NAACP's
Bond Blasts Congressional GOP: Leadership Called Hostile to Civil
Rights
By
Bill McAllister, Washington Post Staff Writer
Washington Post, Sunday, February 21, 1999, page A7
© Copyright 1999 The Washington Post Company
Less than 12 hours after President Clinton asked the NAACP to
support his domestic policy agenda, the group's chairman replied
yesterday with a sharp attack on the Republican congressional
leadership, charging "they have become the running dogs of
the wacky radical right."
NAACP
Chairman Julian Bond cited what he said is GOP resistance to civil
rights legislation and told his organization's annual meeting
that it faced as important a challenge in Washington as it has
confronted in its 90 years.
"The
leadership of the House and Senate is more hostile to civil rights
than at any time in the recent past," Bond said. He cited
legislation that new House Speaker J. Dennis Hastert (R-Ill.)
cosponsored last year that "would have eliminated all federal
equal opportunity programs in education, employment and contracting."
Bond's
attack on the GOP came hours after Clinton went before the NAACP
to warn against complacency because of good economic times. "We're
in a lot better shape than we used to be in, but we're nowhere
near where we ought to be," Clinton declared at a Friday
night reception here.
Yesterday
morning, as the group convened to sing "Happy Birthday"
to itself, Bond criticized Senate Majority Leader Trent Lott (R-Miss.)
for attacking Clinton's "conduct and character," saying
he wanted to do the same to Lott.
Bond
attacked Lott for his friendly speech in 1992 to the Council of
Conservative Citizens, which has ties to white supremacist groups.
Bond said he was alarmed that "to date, no member of the
Senate, not one Democrat and not one Republican, has spoken out
against this outrage."
The
NAACP chairman, who yesterday was elected to a second one-year
term as head of the Baltimore-based organization's board, called
the silence "a scandal and a shame."
Bond
and Kweisi Mfume, NAACP president and chief executive officer,
were pressed over a sharp increase in annual membership dues that
becomes effective March 1. The increase, the first in 16 years,
will raise the basic dues from $10 to $30.
"If
you're going to go to $30, we're going to lose all our small chapters,"
complained Esther A. Trice, president of the 60-member Huntingdon
County, Pa., chapter.
"Freedom
isn't free," Bond responded, citing a civil rights refrain
from the 1960s.
Bond
and Mfume argued that the increase was one of the key steps they
have taken to improve the 500,000-member organization's finances.
While Bond conceded it might cause a temporary dip in membership,
he predicted that the NAACP's overall membership will rebound
to 1 million in three to four years.
He based
that estimate in part on a new direct mail effort to get membership
renewals.

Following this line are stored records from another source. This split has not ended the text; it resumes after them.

//! Lowering from the concrete Expression Tree to the AST.
//!
//! Total over well-typed trees: list/tail chains become vectors, precedence
//! chains become left-associative [`BinaryOperator`] nodes and every body of
//! an `if`/`while` becomes a [`CompoundStatement`].

use tracing::debug;

use super::*;
use crate::lexer::{SyntaxKind, Token};
use crate::parser::tree as cst;

#[derive(Debug, Default)]
pub struct AstBuilder {
    parents: Vec<Option<NodeId>>,
}

pub fn build(tree: &cst::ExpressionTree) -> Ast {
    AstBuilder::new().build(tree)
}

fn position(token: &Token) -> Position {
    Position {
        line: token.line,
        col: token.column,
    }
}

/// The parser only stores operator tokens in operator slots.
fn operator_kind(token: &Token) -> BinaryOperatorKind {
    match BinaryOperatorKind::from_syntax(token.kind) {
        Some(kind) => kind,
        None => unreachable!("{:?} token stored as a binary operator", token.kind),
    }
}

impl AstBuilder {
    pub fn new() -> Self {
        Self::default()
    }

    pub fn build(mut self, tree: &cst::ExpressionTree) -> Ast {
        let program = self.program(&tree.root);
        debug!(
            stage = "ast",
            declarations = program.declarations.len(),
            nodes = self.parents.len(),
            "lowered expression tree"
        );
        Ast {
            program,
            parents: self.parents,
        }
    }

    fn alloc(&mut self) -> NodeId {
        let id = NodeId(self.parents.len() as u32);
        self.parents.push(None);
        id
    }

    fn adopt(&mut self, parent: NodeId, child: NodeId) {
        self.parents[child.0 as usize] = Some(parent);
    }

    fn program(&mut self, list: &cst::DeclarationList) -> Program {
        let mut declarations = vec![self.declaration(&list.declaration)];
        let mut next = list.tail.as_deref();
        while let Some(tail) = next {
            declarations.push(self.declaration(&tail.declaration));
            next = tail.tail.as_deref();
        }

        let id = self.alloc();
        for decl in &declarations {
            self.adopt(id, decl.id());
        }
        Program { id, declarations }
    }

    fn declaration(&mut self, decl: &cst::Declaration) -> Declaration {
        match decl {
            cst::Declaration::Variable(var) => Declaration::Variable(self.variable_declaration(var)),
            cst::Declaration::Function(func) => Declaration::Function(self.function(func)),
        }
    }

    fn variable_declaration(&mut self, var: &cst::VarDeclaration) -> VariableDeclaration {
        let ty = match (var.ty.kind, &var.array_length) {
            (SyntaxKind::Void, _) => LiteralType::Void,
            (_, Some(_)) => LiteralType::IntPtr,
            (_, None) => LiteralType::Int,
        };
        let array_length = var
            .array_length
            .as_ref()
            .and_then(|token| token.value)
            .and_then(|value| u32::try_from(value).ok());

        VariableDeclaration {
            id: self.alloc(),
            position: position(&var.identifier),
            name: var.identifier.text.clone(),
            ty,
            array_length,
        }
    }

    fn function(&mut self, func: &cst::FunctionDeclaration) -> FunctionDeclaration {
        let return_type = match func.return_type.kind {
            SyntaxKind::Int => LiteralType::Int,
            _ => LiteralType::Void,
        };

        let mut parameters = Vec::new();
        if let cst::Params::List(list) = &func.params {
            parameters.push(parameter(&list.param));
            let mut next = list.tail.as_deref();
            while let Some(tail) = next {
                parameters.push(parameter(&tail.param));
                next = tail.tail.as_deref();
            }
        }

        let mut function_type = Vec::with_capacity(parameters.len() + 1);
        function_type.push(return_type);
        function_type.extend(parameters.iter().map(|p| p.ty));

        let body = self.compound(&func.body);
        let id = self.alloc();
        self.adopt(id, body.id);

        FunctionDeclaration {
            id,
            position: position(&func.identifier),
            name: func.identifier.text.clone(),
            function_type,
            parameters,
            body,
        }
    }

    fn compound(&mut self, compound: &cst::CompoundStatement) -> CompoundStatement {
        let mut declarations = Vec::new();
        if let Some(locals) = &compound.local_declarations {
            declarations.push(self.variable_declaration(&locals.declaration));
            let mut next = locals.tail.as_deref();
            while let Some(tail) = next {
                declarations.push(self.variable_declaration(&tail.declaration));
                next = tail.tail.as_deref();
            }
        }

        let mut statements = Vec::new();
        let mut next = compound.statements.as_deref();
        while let Some(item) = next {
            statements.push(self.statement(&item.statement));
            next = item.tail.as_deref();
        }

        let id = self.alloc();
        for decl in &declarations {
            self.adopt(id, decl.id);
        }
        for stmt in &statements {
            self.adopt(id, stmt.id());
        }
        CompoundStatement {
            id,
            position: position(&compound.open),
            declarations,
            statements,
        }
    }

    fn empty_compound(&mut self, at: Position) -> CompoundStatement {
        CompoundStatement {
            id: self.alloc(),
            position: at,
            declarations: Vec::new(),
            statements: Vec::new(),
        }
    }

    fn statement(&mut self, stmt: &cst::Statement) -> Statement {
        match stmt {
            cst::Statement::Expression(expr_stmt) => match &expr_stmt.expression {
                Some(expr) => Statement::Expression(self.expression(expr)),
                None => Statement::Compound(self.empty_compound(position(&expr_stmt.semicolon))),
            },
            cst::Statement::Compound(compound) => Statement::Compound(self.compound(compound)),
            cst::Statement::Selection(selection) => {
                let condition = self.expression(&selection.condition);
                let then_body = self.body(&selection.then_body);
                let else_body = selection.else_body.as_deref().map(|body| self.body(body));

                let id = self.alloc();
                self.adopt(id, condition.id());
                self.adopt(id, then_body.id);
                if let Some(else_body) = &else_body {
                    self.adopt(id, else_body.id);
                }
                Statement::If(IfStatement {
                    id,
                    position: position(&selection.keyword),
                    condition,
                    then_body,
                    else_body,
                })
            }
            cst::Statement::Iteration(iteration) => {
                let condition = self.expression(&iteration.condition);
                let body = self.body(&iteration.body);

                let id = self.alloc();
                self.adopt(id, condition.id());
                self.adopt(id, body.id);
                Statement::While(WhileStatement {
                    id,
                    position: position(&iteration.keyword),
                    condition,
                    body,
                })
            }
            cst::Statement::Return(ret) => {
                let expression = ret.expression.as_ref().map(|expr| self.expression(expr));
                let id = self.alloc();
                if let Some(expr) = &expression {
                    self.adopt(id, expr.id());
                }
                Statement::Return(ReturnStatement {
                    id,
                    position: position(&ret.keyword),
                    expression,
                })
            }
        }
    }

    /// Body of an `if`/`while`; a lone statement is wrapped in a compound.
    fn body(&mut self, stmt: &cst::Statement) -> CompoundStatement {
        match self.statement(stmt) {
            Statement::Compound(compound) => compound,
            other => {
                let id = self.alloc();
                self.adopt(id, other.id());
                CompoundStatement {
                    id,
                    position: other.position(),
                    declarations: Vec::new(),
                    statements: vec![other],
                }
            }
        }
    }

    fn expression(&mut self, expr: &cst::Expression) -> Expr {
        match expr {
            cst::Expression::Assignment(assign) => {
                let target = self.variable(&assign.variable);
                let value = self.expression(&assign.value);
                self.binary(&assign.operator, target, value)
            }
            cst::Expression::Simple(simple) => self.simple(simple),
        }
    }

    fn binary(&mut self, operator: &Token, left: Expr, right: Expr) -> Expr {
        let id = self.alloc();
        self.adopt(id, left.id());
        self.adopt(id, right.id());
        Expr::Binary(BinaryOperator {
            id,
            position: position(operator),
            kind: operator_kind(operator),
            left: Box::new(left),
            right: Some(Box::new(right)),
        })
    }

    fn simple(&mut self, simple: &cst::SimpleExpression) -> Expr {
        let left = self.additive(&simple.left);
        match &simple.relation {
            Some((operator, right)) => {
                let right = self.additive(right);
                self.binary(operator, left, right)
            }
            None => left,
        }
    }

    fn additive(&mut self, additive: &cst::AdditiveExpression) -> Expr {
        let mut acc = self.term(&additive.term);
        let mut next = additive.tail.as_deref();
        while let Some(tail) = next {
            let rhs = self.term(&tail.term);
            acc = self.binary(&tail.operator, acc, rhs);
            next = tail.tail.as_deref();
        }
        acc
    }

    fn term(&mut self, term: &cst::Term) -> Expr {
        let mut acc = self.factor(&term.factor);
        let mut next = term.tail.as_deref();
        while let Some(tail) = next {
            let rhs = self.factor(&tail.factor);
            acc = self.binary(&tail.operator, acc, rhs);
            next = tail.tail.as_deref();
        }
        acc
    }

    fn factor(&mut self, factor: &cst::Factor) -> Expr {
        match factor {
            cst::Factor::Parenthesized(inner) => self.expression(inner),
            cst::Factor::Call(call) => self.call(call),
            cst::Factor::Variable(var) => self.variable(var),
            cst::Factor::Number(token) => Expr::Integer(IntegerLiteral {
                id: self.alloc(),
                position: position(token),
                value: token.value.unwrap_or(0),
            }),
        }
    }

    fn variable(&mut self, var: &cst::Variable) -> Expr {
        let Some(offset) = &var.offset else {
            return Expr::Literal(Literal {
                id: self.alloc(),
                position: position(&var.identifier),
                name: var.identifier.text.clone(),
            });
        };

        let offset = self.expression(offset);
        let id = self.alloc();
        self.adopt(id, offset.id());
        Expr::ArraySubscript(ArraySubscript {
            id,
            position: position(&var.identifier),
            name: var.identifier.text.clone(),
            offset: Box::new(offset),
        })
    }

    fn call(&mut self, call: &cst::CallFunction) -> Expr {
        let mut arguments = Vec::new();
        if let Some(list) = &call.args.list {
            arguments.push(self.expression(&list.expression));
            let mut next = list.tail.as_deref();
            while let Some(tail) = next {
                arguments.push(self.expression(&tail.expression));
                next = tail.tail.as_deref();
            }
        }

        let id = self.alloc();
        for arg in &arguments {
            self.adopt(id, arg.id());
        }
        Expr::Call(CallFunction {
            id,
            position: position(&call.identifier),
            name: call.identifier.text.clone(),
            arguments,
        })
    }
}

fn parameter(param: &cst::Param) -> Parameter {
    let ty = match param.ty.kind {
        SyntaxKind::IntPtrRef => LiteralType::IntPtr,
        _ => LiteralType::Int,
    };
    Parameter {
        name: param.identifier.text.clone(),
        ty,
        position: position(&param.identifier),
    }
}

It replaces the organization's old method of depending
on individuals to personally contact members each year, a procedure
Bond argued leads to a large membership turnover each year.
The
organization, which was in deep financial trouble a few years
ago, is out of debt and on sound financial ground, the leaders
told a gathering of about 500.
"We're
back," declared Bond, a former Georgia state senator and
civil rights pioneer who is a professor at American University
and the University of Virginia. "We're tall, tan, rested
and ready, and we'll pay whatever it costs to see this light of
freedom shine ahead -- or we'll know the reason why."
Although
both men have vowed to remain leaders of the organization, Mfume,
a former Democratic congressman from Baltimore, had to turn aside
suggestions that he might run for mayor there. "This is the
biggest challenge I've had in my life," he told a news conference.
"I'm not going to run away from it."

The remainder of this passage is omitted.